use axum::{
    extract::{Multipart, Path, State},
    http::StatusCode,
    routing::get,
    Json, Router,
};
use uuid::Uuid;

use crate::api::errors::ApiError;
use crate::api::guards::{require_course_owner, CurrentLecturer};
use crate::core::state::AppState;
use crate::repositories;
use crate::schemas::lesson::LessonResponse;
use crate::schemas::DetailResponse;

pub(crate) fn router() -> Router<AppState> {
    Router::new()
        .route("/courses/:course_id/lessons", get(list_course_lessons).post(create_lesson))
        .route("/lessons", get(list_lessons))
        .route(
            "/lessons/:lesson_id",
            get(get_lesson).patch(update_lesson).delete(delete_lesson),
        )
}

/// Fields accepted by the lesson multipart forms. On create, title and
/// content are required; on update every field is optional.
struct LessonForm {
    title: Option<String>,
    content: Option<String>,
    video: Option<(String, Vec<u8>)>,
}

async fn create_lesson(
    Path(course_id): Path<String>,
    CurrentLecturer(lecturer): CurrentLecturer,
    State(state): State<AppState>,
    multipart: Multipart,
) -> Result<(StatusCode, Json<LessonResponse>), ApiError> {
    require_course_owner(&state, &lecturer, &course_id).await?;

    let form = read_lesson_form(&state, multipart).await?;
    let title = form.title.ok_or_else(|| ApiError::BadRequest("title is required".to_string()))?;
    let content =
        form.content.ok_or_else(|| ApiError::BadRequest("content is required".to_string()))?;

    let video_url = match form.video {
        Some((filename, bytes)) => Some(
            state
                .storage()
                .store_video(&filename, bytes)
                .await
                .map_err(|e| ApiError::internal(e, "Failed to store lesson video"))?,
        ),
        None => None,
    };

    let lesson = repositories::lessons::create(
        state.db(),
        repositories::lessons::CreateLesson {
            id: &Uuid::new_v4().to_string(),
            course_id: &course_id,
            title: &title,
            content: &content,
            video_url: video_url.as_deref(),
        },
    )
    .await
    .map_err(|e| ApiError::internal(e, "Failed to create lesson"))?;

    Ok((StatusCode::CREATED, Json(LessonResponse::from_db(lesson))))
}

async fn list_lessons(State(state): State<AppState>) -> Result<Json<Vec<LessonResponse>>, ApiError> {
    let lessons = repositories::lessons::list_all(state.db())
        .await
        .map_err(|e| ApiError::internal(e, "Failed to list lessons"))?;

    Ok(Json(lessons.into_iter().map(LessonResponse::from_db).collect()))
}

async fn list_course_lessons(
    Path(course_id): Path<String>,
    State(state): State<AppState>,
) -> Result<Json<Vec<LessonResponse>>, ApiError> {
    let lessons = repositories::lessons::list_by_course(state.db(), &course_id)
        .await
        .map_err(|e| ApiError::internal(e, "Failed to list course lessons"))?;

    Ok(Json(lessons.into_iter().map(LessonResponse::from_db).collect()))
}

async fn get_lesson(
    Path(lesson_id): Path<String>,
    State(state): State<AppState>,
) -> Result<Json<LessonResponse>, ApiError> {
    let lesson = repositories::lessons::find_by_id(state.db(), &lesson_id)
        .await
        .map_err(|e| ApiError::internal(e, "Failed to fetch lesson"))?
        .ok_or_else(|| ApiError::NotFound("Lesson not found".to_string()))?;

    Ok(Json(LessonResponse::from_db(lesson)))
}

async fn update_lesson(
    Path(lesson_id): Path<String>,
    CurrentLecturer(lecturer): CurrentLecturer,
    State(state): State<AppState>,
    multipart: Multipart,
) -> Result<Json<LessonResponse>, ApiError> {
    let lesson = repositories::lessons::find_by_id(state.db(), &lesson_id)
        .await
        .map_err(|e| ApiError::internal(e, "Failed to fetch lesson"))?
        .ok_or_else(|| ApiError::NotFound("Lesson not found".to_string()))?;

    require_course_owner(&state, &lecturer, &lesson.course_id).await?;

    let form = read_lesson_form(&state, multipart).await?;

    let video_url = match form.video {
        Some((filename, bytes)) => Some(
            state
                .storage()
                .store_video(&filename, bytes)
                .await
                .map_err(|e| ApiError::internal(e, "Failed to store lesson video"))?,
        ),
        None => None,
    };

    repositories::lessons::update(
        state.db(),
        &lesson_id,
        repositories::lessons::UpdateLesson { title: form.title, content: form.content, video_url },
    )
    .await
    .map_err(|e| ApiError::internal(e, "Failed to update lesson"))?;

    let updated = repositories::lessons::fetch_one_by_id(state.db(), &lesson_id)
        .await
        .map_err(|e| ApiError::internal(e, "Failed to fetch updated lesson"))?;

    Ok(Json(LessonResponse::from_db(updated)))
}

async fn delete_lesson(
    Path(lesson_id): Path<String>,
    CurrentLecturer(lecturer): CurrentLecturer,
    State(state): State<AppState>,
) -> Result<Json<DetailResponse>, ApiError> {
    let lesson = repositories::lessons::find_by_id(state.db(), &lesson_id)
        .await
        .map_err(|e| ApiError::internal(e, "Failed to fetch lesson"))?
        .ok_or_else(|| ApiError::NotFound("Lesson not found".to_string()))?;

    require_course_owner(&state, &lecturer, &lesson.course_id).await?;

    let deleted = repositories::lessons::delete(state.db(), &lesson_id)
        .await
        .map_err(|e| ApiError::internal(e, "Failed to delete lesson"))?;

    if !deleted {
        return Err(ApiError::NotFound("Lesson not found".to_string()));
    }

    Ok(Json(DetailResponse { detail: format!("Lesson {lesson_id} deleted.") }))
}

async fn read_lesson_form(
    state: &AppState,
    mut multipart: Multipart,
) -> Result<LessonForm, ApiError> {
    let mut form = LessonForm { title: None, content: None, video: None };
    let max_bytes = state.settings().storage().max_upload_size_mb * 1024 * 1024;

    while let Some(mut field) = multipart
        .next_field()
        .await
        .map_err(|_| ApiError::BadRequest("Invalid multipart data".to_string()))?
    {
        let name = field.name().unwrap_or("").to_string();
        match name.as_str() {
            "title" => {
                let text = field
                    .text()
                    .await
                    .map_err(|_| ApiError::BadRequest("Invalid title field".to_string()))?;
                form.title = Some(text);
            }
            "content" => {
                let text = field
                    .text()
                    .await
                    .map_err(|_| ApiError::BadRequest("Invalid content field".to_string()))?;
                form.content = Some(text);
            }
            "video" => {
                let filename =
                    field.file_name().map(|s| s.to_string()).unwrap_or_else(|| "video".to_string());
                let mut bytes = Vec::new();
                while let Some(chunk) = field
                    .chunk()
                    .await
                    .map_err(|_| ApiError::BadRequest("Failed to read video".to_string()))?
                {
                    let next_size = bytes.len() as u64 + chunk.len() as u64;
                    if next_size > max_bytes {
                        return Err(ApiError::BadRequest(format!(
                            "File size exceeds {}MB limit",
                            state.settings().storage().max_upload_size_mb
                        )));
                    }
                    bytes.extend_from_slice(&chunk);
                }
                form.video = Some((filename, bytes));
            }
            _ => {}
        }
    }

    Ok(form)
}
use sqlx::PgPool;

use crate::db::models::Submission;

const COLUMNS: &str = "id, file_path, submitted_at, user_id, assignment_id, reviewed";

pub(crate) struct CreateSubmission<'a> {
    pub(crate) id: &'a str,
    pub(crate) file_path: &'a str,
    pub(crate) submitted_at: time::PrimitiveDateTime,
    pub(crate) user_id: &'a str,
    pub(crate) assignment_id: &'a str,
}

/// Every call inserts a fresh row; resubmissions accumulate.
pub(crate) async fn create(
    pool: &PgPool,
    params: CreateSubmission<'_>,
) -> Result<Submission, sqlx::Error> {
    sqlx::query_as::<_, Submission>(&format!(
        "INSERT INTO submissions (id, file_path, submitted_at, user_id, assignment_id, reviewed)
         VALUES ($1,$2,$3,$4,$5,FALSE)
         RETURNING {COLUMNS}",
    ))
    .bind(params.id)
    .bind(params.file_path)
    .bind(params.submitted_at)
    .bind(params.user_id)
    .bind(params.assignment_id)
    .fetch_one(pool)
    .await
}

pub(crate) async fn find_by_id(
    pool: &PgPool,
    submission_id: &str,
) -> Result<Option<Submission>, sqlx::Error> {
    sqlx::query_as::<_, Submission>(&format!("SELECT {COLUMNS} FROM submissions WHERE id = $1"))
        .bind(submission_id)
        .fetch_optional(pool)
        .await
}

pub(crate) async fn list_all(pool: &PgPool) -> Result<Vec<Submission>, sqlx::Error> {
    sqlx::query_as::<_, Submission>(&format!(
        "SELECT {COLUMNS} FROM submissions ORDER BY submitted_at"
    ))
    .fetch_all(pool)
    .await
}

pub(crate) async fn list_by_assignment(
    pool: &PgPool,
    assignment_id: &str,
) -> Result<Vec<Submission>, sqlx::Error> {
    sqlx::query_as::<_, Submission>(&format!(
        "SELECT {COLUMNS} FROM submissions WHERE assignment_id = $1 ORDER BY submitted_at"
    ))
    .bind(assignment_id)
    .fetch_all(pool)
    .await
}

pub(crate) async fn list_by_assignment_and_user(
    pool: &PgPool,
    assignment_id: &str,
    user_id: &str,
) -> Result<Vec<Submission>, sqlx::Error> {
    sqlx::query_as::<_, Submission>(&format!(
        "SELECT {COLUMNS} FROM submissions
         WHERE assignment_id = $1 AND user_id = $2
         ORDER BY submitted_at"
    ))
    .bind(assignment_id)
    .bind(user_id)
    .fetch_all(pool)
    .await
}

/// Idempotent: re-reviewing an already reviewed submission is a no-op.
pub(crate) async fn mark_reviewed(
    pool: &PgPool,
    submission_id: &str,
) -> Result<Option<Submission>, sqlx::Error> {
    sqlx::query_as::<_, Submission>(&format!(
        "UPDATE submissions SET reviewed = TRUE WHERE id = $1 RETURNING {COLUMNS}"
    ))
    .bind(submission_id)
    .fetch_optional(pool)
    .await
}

___

• _TASK DIRECTIONS_: Filter the entries above down to the lines that contain "LessonResponse".

• _RESPONSE TO THIS TASK_:
use crate::schemas::lesson::LessonResponse;
) -> Result<(StatusCode, Json<LessonResponse>), ApiError> {
    Ok((StatusCode::CREATED, Json(LessonResponse::from_db(lesson))))
async fn list_lessons(State(state): State<AppState>) -> Result<Json<Vec<LessonResponse>>, ApiError> {
    Ok(Json(lessons.into_iter().map(LessonResponse::from_db).collect()))
) -> Result<Json<Vec<LessonResponse>>, ApiError> {
    Ok(Json(lessons.into_iter().map(LessonResponse::from_db).collect()))
) -> Result<Json<LessonResponse>, ApiError> {
    Ok(Json(LessonResponse::from_db(lesson)))
) -> Result<Json<LessonResponse>, ApiError> {
    Ok(Json(LessonResponse::from_db(updated)))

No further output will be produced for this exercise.